What Can We Do to Support the Earth?
There are number of things we, as individuals, can do to support a healthier planet.
- Eat seasonally and stay away from foods that are artificially ripened.
- Support farmers by shopping at Farmers Markets.
- Buy organic to ensure you are not consuming toxic pesticides, chemicals, and GMOs.
- Choose fairly traded products.
- Reduce the amount of meat, fish, and dairy you consume per week.
- Grow your own herbs, fruit, and vegetables.
- Grow a bee-friendly garden.
- Join an eco-community forum like Kiss the Ground.
- Reduce food waste at home and compost
- Do not buy factory-farmed meat. Instead, choose pasture-raised and organic to ensure animal welfare.
- Support B Corporations that pay a living wage to their employees and support fair working conditions.
- Make sure you and your gardeners are not using toxic weed killers, like Roundup, in your home garden and local parks.
Between Heaven & Earth
A passage from my favorite book, “Between Heaven and Earth” says it perfectly:
“Human beings represent the juncture between Heaven and Earth, the offspring of their union, a fusion of cosmic and terrestrial forces. The Chinese ideogram for a human being pictured a figure rooted like a tree in the Earth with hands outstretched like branches toward the heavens, receiving power from above and below. Sustained by the power of Earth and transformed by the power of Heaven, humanity cannot be separated from Nature – we are Nature, manifest as people. As a cosmos in miniature, we are propelled by the same forces…. What is good for nature is good for the mind is good for the body, and so on. To harm a part is to harm the whole. What is bad for the heart is bad for the body, what damages one person damages all people, what injures the earth injures me. Conversely, to restore and preserve the good health of one body and mind is to foster the well-being of the whole, the earth, and all life upon it.

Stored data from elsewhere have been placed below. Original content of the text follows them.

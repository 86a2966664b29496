//! Waymark Core Library
//!
//! Maps content tree paths to friendly public URLs and back.
//! The content tree, URL base generation and decoding are reached through
//! traits; no HTTP, pure logic only.
//!

pub mod config;
pub mod decode;
pub mod error;
pub mod link;
pub mod model;
pub mod normalize;
pub mod redirect;
pub mod resolver;
pub mod store;


pub use config::{LinkProviderConfig, WaymarkConfig};
pub use error::ConfigError;
pub use link::{BaseUrlGenerator, LinkProvider, SiteUrlBuilder};
pub use model::{ContentNode, RenderMode, RequestContext, SiteContext, UrlOptions};
pub use normalize::{normalize, to_relative_url};
pub use redirect::{Redirect, RedirectPolicy, RequestOutcome};
pub use resolver::PathResolver;
pub use store::{ContentStore, MemoryStore};
use anyhow::bail;
use waymark_core::decode::{percent_decode, NameDecoder};
use waymark_core::PathResolver;

use crate::state::AppState;

pub fn handle_resolve(state: &AppState, site: &str, path: &str) -> anyhow::Result<String> {
    let store = state.store()?;
    let site = state.site(site)?;

    let item_path = site.item_path_for(&percent_decode(path));
    let item_path = state.decoder.decode_store_name(&item_path);
    log::debug!("{} maps to item path {}", path, item_path);

    match PathResolver::new(store, &state.decoder).resolve(&item_path, site) {
        Some(node) => Ok(node.full_path),
        None => bail!("unresolved: {}", path),
    }
}
use std::path::Path;

use anyhow::{anyhow, Context};
use waymark_core::decode::StandardDecoder;
use waymark_core::{MemoryStore, SiteContext, WaymarkConfig};

/// Configuration and content loaded once per invocation
pub struct AppState {
    pub config: WaymarkConfig,
    pub decoder: StandardDecoder,
    store: Option<MemoryStore>,
}

impl AppState {
    pub fn new(config: WaymarkConfig, store: Option<MemoryStore>) -> Self {
        let decoder = config.link_provider.decoder();
        Self {
            config,
            decoder,
            store,
        }
    }

    /// Load the optional config and tree files
    pub fn load(config: Option<&Path>, tree: Option<&Path>) -> anyhow::Result<Self> {
        let config = match config {
            Some(path) => WaymarkConfig::load(path)
                .with_context(|| format!("loading config {}", path.display()))?,
            None => WaymarkConfig::default(),
        };

        let store = match tree {
            Some(path) => Some(
                MemoryStore::load(config.store.clone(), path)
                    .with_context(|| format!("loading content tree {}", path.display()))?,
            ),
            None => None,
        };

        Ok(Self::new(config, store))
    }

    pub fn store(&self) -> anyhow::Result<&MemoryStore> {
        self.store
            .as_ref()
            .ok_or_else(|| anyhow!("this command needs a content tree, pass --tree <file>"))
    }

    pub fn site(&self, name: &str) -> anyhow::Result<&SiteContext> {
        Ok(self.config.site(name)?)
    }

    /// Default log filter, `debug` when verbose
    pub fn log_level(&self, verbose: bool) -> &str {
        if verbose {
            "debug"
        } else {
            &self.config.logging.level
        }
    }
}
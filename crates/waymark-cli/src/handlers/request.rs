use waymark_core::{RedirectPolicy, RequestContext, RequestOutcome, SiteUrlBuilder};

use crate::cli::RequestArgs;
use crate::state::AppState;

pub fn handle_request(state: &AppState, args: &RequestArgs) -> anyhow::Result<String> {
    let store = state.store()?;
    let site = state.site(&args.site)?;

    let config = &state.config.link_provider;
    let base = SiteUrlBuilder::new(&state.config.sites, store, config);
    let policy = RedirectPolicy::new(config, store, &base, &state.decoder);

    let mut request = RequestContext::new(site.clone(), args.method.clone(), args.path.clone());
    request.query = args.query.clone();
    request.secure = args.secure;
    request.mode = args.mode.into();

    let outcome = policy.process(&request);

    if args.json {
        return Ok(serde_json::to_string_pretty(&outcome)?);
    }

    Ok(match &outcome {
        RequestOutcome::Skipped => "skipped".to_string(),
        RequestOutcome::NoItemResolved => "404".to_string(),
        RequestOutcome::Resolved { node } | RequestOutcome::ResolvedCanonical { node } => {
            format!("200 {}", node.full_path)
        }
        RequestOutcome::ResolvedNonCanonical { node, redirect } => match redirect {
            Some(redirect) => format!("{} {}", redirect.status, redirect.location),
            None => format!("200 {} (not canonical)", node.full_path),
        },
    })
}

Chief Seattle, in 1854, summed up this ancient view of how humanity stands in relation to the world: “This we know – the earth does not belong to man, man belongs to the earth. All things are connected like the blood that unites one family. Whatever befalls the earth befalls the sons of the earth. Man did not weave the web of life; he is merely a strand of it. Whatever he does to the web, he does to himself.”
By Efrem Korngold and Harriet Beinfield
Let’s re-learn how to live in harmony with nature, and remember that the perfection of nature lives inside each of us. Within the five elements of Chinese medicine, the human body contains the earth element (Bones and Muscles), water element (Blood), air element (Breath), fire element (Heat), and space element (Emptiness within). If any one element is taken out of balance, the body cannot function.
Next time you take a walk in nature, try and feel the air, earth, sun, water, and flora & fauna within your own body. Feel the harmony within and the deep connection in the belief we are all one.
Happy Earth Day. May we ourselves and the beautiful planet we inhabit thrive.